2020

2020 Programme
3 March, 6:00pm–7:00pmFree Public Lecture
Speaker: Emeritus Prof. Richard Read (UWA): ‘Theories of Perception and the Aesthetics of Landscape Painting in Britain, Australia and the United States in the Eighteenth and Nineteenth Centuries’
Venue: The Circle, Reid Library, The University of Western Australia
Abstract: Discussions of landscape painting in this period have been dominated by traditional tensions between the aesthetic conventions of the beautiful, the sublime and the picturesque and how their significance differs in different countries.

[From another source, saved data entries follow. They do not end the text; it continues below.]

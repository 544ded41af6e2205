//! Request validation
//!
//! Turns raw JSON bodies into typed requests. Presence of every required
//! field is checked first, then field types in declaration order; the first
//! failure is reported by name.

use crate::error::{ServiceError, ServiceResult};
use crate::model::{GameMode, Numeric};
use serde_json::{Map, Value};

/// Validated `POST /submit_score` body
#[derive(Clone, Debug, PartialEq)]
pub struct ScoreSubmission {
    pub address: String,
    pub score: Numeric,
    pub combo: u64,
    pub game_mode: GameMode,
}

/// Validated `POST /destroy_ship` body
#[derive(Clone, Debug, PartialEq)]
pub struct ShipDestruction {
    pub address: String,
    pub ship_id: Numeric,
}

const SCORE_FIELDS: [&str; 4] = ["address", "score", "combo", "game_mode"];
const DESTROY_FIELDS: [&str; 2] = ["address", "id_ship"];

impl ScoreSubmission {
    pub fn from_json(body: &Value) -> ServiceResult<Self> {
        let fields = require_fields(body, &SCORE_FIELDS)?;

        let address = address_field(fields)?;
        let score = non_negative_number(fields, "score")?;
        let combo = fields["combo"]
            .as_u64()
            .ok_or_else(|| ServiceError::invalid("combo must be a non-negative integer"))?;
        let game_mode = fields["game_mode"]
            .as_str()
            .and_then(|mode| mode.parse::<GameMode>().ok())
            .ok_or_else(|| ServiceError::invalid("game_mode must be FREE or COMPETITIVE"))?;

        Ok(Self {
            address,
            score,
            combo,
            game_mode,
        })
    }
}

impl ShipDestruction {
    pub fn from_json(body: &Value) -> ServiceResult<Self> {
        let fields = require_fields(body, &DESTROY_FIELDS)?;

        let address = address_field(fields)?;
        let ship_id = non_negative_number(fields, "id_ship")?;

        Ok(Self { address, ship_id })
    }
}

fn require_fields<'a>(body: &'a Value, required: &[&str]) -> ServiceResult<&'a Map<String, Value>> {
    let fields = body
        .as_object()
        .ok_or_else(|| ServiceError::invalid("Request body must be a JSON object"))?;

    match required.iter().find(|name| !fields.contains_key(**name)) {
        Some(missing) => Err(ServiceError::missing_field(missing)),
        None => Ok(fields),
    }
}

fn address_field(fields: &Map<String, Value>) -> ServiceResult<String> {
    fields["address"]
        .as_str()
        .map(str::to_string)
        .ok_or_else(|| ServiceError::invalid("address must be a string"))
}

fn non_negative_number(fields: &Map<String, Value>, name: &str) -> ServiceResult<Numeric> {
    fields[name]
        .as_f64()
        .and_then(Numeric::new)
        .ok_or_else(|| ServiceError::invalid(format!("{} must be a non-negative number", name)))
}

In this lecture Emeritus Professor Richard Read looks at the way in which such conventions are underwritten by conflicts between empirical and idealist theories of perception in painting and writing about landscapes that are new to Western occupiers. He argues that the issue of the blind man newly restored to sight in the philosophical writings of John Locke, Bishop Berkeley and others bears not only on the subject matter and style of certain landscape paintings in three countries, but forms of government and the legal status of indigenous peoples. This reflects the arguments of a chapter shortly to be published in Colonization, Wilderness and Other Spaces: Nineteenth-Century Landscape Painting in Australia and the United States, ed. Richard Read and Kenneth Haltman (Chicago: Terra Foundation for American Art distributed by University of Chicago Press, 2020). The chapter is the basis of a short book under contract with Cambridge University Press for publication in 2021, The Aftermath of Molyneux’s Question.

31 March, 6:00pm PMRG Annual General Meeting
The PMRG committee has decided that due to the COVID-19 situation, the 2020 AGM will not go ahead as planned but alternative arrangements will be made, and the AGM will be held online.
Time: 6:00pm
Venue: Online.
Tuesday 30 June, 6:00pm (AWST)First meeting of the PMRG Middle English online reading group.
The group will meet by Zoom for an hour every fortnight on Tuesdays at 6:00pm AWST, starting Tuesday June 30. The first text they’ll be reading is Geoffrey Chaucer’s The Wife of Bath’s Tale.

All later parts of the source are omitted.